AIM OF THE TASK
Consider the records below. How many of their lines include the word "password"? State the number and nothing else.

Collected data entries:
★ ★ ★ ★ ★ ★ ★
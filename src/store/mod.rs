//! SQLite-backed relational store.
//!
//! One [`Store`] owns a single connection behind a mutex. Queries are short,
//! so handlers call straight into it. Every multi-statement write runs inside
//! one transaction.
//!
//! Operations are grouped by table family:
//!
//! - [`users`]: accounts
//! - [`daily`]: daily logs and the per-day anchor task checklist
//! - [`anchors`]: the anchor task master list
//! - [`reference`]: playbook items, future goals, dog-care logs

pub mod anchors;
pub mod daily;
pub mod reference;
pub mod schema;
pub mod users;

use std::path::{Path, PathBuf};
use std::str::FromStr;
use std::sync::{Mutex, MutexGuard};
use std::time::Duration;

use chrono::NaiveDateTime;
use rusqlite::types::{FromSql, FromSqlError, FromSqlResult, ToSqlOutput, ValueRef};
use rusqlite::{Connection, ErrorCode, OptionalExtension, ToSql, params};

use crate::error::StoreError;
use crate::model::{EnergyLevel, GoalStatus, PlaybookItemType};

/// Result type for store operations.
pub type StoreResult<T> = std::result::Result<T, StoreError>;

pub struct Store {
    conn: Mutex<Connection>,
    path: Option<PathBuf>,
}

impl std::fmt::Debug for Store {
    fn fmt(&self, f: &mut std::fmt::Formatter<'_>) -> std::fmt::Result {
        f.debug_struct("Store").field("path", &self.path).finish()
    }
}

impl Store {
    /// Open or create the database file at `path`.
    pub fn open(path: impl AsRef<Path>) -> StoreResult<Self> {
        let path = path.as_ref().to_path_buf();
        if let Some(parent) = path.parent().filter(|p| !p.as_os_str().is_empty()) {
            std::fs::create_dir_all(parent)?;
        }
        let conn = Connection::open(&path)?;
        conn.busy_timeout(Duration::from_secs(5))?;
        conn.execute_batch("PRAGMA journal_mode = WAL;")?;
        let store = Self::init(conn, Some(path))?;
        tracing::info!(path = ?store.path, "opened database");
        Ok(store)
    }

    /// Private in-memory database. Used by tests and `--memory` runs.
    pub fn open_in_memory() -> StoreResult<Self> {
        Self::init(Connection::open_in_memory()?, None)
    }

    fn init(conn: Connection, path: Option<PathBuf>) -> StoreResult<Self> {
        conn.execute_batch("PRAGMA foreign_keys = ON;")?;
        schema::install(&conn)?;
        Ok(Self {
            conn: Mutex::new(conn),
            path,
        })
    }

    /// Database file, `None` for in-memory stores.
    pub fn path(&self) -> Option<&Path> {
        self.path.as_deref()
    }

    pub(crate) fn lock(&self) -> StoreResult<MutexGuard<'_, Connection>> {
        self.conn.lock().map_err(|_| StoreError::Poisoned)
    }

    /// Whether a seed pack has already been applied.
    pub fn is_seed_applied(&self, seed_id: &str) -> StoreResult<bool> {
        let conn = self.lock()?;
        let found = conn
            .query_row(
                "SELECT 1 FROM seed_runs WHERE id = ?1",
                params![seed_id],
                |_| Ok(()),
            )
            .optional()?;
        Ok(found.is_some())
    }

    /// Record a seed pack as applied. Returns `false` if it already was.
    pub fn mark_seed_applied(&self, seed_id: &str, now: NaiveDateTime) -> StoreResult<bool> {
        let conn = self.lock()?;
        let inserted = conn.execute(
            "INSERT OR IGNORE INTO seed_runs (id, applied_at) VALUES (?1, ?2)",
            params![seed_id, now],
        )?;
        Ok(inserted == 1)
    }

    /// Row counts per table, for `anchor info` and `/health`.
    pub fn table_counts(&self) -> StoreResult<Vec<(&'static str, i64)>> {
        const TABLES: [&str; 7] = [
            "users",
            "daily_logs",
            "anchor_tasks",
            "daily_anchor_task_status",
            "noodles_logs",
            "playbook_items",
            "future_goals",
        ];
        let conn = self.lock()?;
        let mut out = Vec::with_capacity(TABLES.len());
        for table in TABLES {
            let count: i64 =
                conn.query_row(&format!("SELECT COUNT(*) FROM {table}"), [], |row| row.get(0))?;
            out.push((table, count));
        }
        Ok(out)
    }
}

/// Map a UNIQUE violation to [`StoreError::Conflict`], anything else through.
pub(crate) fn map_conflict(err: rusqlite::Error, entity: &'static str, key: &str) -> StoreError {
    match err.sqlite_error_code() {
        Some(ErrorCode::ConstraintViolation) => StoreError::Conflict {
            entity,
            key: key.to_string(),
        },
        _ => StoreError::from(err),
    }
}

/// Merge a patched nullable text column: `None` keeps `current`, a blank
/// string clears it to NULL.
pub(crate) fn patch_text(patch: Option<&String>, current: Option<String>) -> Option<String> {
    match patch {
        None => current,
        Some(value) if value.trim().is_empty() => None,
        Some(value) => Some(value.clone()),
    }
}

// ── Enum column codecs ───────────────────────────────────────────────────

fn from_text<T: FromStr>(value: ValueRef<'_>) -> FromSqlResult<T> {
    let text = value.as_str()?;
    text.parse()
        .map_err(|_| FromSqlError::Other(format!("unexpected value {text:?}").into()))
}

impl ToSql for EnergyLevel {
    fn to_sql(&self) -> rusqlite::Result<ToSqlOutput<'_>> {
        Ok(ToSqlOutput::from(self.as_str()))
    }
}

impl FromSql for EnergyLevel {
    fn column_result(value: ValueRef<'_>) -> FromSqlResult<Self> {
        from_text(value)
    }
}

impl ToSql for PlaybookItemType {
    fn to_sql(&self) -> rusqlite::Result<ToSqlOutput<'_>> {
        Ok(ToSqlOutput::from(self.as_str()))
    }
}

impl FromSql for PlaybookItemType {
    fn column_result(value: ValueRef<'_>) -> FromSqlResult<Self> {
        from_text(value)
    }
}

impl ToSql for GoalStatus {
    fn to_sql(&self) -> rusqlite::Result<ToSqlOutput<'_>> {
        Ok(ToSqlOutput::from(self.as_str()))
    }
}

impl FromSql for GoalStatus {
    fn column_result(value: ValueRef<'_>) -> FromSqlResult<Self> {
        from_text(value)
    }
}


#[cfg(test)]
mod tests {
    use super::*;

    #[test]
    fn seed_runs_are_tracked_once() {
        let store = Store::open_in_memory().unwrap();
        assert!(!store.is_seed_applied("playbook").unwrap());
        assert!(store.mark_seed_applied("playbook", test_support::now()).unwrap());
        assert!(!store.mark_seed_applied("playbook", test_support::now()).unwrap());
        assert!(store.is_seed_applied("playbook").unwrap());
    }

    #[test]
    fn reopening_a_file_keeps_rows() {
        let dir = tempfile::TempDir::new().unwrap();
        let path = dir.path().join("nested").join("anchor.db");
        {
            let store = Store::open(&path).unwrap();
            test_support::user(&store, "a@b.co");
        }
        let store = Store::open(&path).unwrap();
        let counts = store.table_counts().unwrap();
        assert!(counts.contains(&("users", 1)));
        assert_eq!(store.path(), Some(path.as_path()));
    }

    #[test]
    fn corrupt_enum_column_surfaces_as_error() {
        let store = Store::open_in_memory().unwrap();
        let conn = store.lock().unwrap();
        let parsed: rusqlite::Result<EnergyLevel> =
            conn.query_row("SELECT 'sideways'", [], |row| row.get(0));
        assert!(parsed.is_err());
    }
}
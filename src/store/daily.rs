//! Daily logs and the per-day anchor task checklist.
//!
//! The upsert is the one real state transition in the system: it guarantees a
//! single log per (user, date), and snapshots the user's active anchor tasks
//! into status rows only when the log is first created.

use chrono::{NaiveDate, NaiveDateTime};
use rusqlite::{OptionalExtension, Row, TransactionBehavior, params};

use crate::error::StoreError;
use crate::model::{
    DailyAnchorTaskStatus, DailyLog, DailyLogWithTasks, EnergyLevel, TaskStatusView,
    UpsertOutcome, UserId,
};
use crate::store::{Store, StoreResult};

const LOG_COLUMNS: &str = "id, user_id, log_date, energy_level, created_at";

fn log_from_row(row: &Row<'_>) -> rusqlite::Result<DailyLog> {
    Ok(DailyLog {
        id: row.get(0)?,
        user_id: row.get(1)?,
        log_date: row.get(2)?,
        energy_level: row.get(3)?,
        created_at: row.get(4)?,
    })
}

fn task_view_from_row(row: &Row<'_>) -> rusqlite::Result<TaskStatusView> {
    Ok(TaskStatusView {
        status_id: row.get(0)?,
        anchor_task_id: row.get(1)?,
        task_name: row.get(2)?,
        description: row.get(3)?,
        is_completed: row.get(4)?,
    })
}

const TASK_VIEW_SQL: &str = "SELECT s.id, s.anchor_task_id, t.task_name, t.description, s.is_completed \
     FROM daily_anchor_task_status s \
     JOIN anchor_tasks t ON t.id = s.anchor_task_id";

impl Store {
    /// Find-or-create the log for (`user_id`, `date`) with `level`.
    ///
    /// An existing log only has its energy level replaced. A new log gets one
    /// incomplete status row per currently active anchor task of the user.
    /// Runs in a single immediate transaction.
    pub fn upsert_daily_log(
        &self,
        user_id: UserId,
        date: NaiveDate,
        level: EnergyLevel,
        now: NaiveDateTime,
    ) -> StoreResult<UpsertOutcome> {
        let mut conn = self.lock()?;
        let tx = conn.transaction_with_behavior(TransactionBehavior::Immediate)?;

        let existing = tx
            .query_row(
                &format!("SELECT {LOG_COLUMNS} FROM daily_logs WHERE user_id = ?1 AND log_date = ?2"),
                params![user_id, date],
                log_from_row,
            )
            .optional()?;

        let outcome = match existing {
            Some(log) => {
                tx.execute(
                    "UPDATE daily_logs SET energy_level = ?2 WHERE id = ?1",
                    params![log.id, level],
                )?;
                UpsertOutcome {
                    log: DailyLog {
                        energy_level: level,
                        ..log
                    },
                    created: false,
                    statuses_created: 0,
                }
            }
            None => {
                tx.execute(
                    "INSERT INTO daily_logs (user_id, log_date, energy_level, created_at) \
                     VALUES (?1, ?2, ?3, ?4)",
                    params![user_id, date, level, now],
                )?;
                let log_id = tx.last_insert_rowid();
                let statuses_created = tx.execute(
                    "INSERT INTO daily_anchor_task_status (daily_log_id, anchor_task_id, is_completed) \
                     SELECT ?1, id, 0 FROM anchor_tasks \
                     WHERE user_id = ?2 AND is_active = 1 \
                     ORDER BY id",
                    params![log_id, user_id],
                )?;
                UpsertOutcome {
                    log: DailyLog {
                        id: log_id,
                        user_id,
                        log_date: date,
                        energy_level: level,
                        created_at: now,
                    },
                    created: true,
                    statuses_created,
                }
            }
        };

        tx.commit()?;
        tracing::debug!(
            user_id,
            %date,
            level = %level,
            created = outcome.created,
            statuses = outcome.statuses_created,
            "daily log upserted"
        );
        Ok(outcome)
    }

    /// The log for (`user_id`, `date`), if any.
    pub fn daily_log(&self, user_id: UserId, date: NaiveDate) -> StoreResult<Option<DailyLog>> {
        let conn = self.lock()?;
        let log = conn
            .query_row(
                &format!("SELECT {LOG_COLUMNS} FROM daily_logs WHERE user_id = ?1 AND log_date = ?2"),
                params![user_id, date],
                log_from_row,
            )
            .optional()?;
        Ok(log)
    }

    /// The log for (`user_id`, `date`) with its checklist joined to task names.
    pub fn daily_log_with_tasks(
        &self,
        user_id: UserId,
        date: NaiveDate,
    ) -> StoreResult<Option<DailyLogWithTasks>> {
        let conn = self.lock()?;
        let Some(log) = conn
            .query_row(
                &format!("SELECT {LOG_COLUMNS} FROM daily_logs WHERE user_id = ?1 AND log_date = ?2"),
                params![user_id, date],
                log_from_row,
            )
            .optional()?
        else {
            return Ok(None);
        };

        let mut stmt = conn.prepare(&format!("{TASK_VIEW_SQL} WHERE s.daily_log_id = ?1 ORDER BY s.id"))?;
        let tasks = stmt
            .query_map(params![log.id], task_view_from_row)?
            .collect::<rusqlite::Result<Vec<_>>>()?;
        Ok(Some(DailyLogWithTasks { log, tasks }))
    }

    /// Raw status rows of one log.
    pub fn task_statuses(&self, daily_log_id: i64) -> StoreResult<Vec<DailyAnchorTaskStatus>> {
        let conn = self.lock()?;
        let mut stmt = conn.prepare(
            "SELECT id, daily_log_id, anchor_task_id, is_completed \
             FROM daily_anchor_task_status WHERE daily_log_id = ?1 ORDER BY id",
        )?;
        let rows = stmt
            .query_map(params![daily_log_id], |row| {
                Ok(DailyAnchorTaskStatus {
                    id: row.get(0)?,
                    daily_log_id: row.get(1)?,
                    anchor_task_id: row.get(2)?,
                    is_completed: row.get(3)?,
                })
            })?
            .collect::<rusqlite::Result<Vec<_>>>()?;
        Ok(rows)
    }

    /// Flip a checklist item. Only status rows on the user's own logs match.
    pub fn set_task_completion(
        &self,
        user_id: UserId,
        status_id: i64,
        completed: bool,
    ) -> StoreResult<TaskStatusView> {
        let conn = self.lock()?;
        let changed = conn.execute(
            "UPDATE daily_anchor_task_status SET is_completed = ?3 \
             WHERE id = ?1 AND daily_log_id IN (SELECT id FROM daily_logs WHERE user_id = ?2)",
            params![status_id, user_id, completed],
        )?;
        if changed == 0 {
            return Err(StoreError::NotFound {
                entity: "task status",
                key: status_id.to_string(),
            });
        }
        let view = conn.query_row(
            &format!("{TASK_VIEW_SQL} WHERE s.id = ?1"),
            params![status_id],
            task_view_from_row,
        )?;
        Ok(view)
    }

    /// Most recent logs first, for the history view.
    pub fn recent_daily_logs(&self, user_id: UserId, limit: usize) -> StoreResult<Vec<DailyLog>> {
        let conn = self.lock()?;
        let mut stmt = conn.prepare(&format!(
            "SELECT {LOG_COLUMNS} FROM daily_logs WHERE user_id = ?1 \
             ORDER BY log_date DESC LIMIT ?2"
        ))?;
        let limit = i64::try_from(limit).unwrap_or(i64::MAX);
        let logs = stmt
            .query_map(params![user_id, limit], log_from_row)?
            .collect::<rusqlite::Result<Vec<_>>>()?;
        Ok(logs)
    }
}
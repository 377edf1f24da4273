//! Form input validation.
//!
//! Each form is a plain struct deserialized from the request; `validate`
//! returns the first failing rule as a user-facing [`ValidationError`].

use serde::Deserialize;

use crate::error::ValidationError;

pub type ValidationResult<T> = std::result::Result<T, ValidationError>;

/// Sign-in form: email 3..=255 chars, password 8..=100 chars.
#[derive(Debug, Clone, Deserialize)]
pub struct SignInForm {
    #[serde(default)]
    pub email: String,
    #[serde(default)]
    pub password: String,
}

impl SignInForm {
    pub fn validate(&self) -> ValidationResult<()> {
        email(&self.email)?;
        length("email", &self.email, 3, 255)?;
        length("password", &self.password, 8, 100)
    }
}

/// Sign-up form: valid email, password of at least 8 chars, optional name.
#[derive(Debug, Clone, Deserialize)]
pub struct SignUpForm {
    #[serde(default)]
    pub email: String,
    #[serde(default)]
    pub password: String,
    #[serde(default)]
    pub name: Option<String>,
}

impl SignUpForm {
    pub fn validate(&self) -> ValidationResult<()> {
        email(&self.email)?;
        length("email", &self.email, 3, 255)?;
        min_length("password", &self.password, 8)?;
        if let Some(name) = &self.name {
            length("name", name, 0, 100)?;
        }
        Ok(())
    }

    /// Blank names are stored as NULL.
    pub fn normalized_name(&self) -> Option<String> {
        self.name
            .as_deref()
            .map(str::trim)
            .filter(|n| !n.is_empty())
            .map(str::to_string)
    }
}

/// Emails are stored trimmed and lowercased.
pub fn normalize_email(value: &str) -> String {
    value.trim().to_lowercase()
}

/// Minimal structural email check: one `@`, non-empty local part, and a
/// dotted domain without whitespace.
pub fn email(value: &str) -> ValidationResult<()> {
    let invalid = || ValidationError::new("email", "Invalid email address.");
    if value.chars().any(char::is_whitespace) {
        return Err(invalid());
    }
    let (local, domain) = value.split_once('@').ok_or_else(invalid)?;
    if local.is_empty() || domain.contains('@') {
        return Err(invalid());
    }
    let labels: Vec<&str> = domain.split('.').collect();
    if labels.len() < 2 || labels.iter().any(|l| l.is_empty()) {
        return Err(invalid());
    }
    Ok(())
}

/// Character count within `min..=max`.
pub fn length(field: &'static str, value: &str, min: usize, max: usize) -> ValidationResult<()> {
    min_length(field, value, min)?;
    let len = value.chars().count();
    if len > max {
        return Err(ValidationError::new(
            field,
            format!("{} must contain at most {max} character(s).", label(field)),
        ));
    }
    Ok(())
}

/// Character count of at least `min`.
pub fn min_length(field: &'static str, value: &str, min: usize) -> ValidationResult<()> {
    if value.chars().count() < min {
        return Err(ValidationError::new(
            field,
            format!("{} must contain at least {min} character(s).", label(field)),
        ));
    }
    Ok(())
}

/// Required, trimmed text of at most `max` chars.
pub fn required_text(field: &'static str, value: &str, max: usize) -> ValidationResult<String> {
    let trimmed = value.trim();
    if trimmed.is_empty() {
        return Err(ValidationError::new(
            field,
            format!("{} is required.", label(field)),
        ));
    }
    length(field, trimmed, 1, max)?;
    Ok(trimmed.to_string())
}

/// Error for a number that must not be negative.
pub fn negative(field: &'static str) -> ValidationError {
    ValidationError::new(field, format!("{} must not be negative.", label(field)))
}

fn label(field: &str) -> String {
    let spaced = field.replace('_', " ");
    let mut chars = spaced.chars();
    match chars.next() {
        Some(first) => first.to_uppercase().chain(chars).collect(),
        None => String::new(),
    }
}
★ ★ ★ ★ ★ ★ ★
RESPONSE FOR THIS EXERCISE
6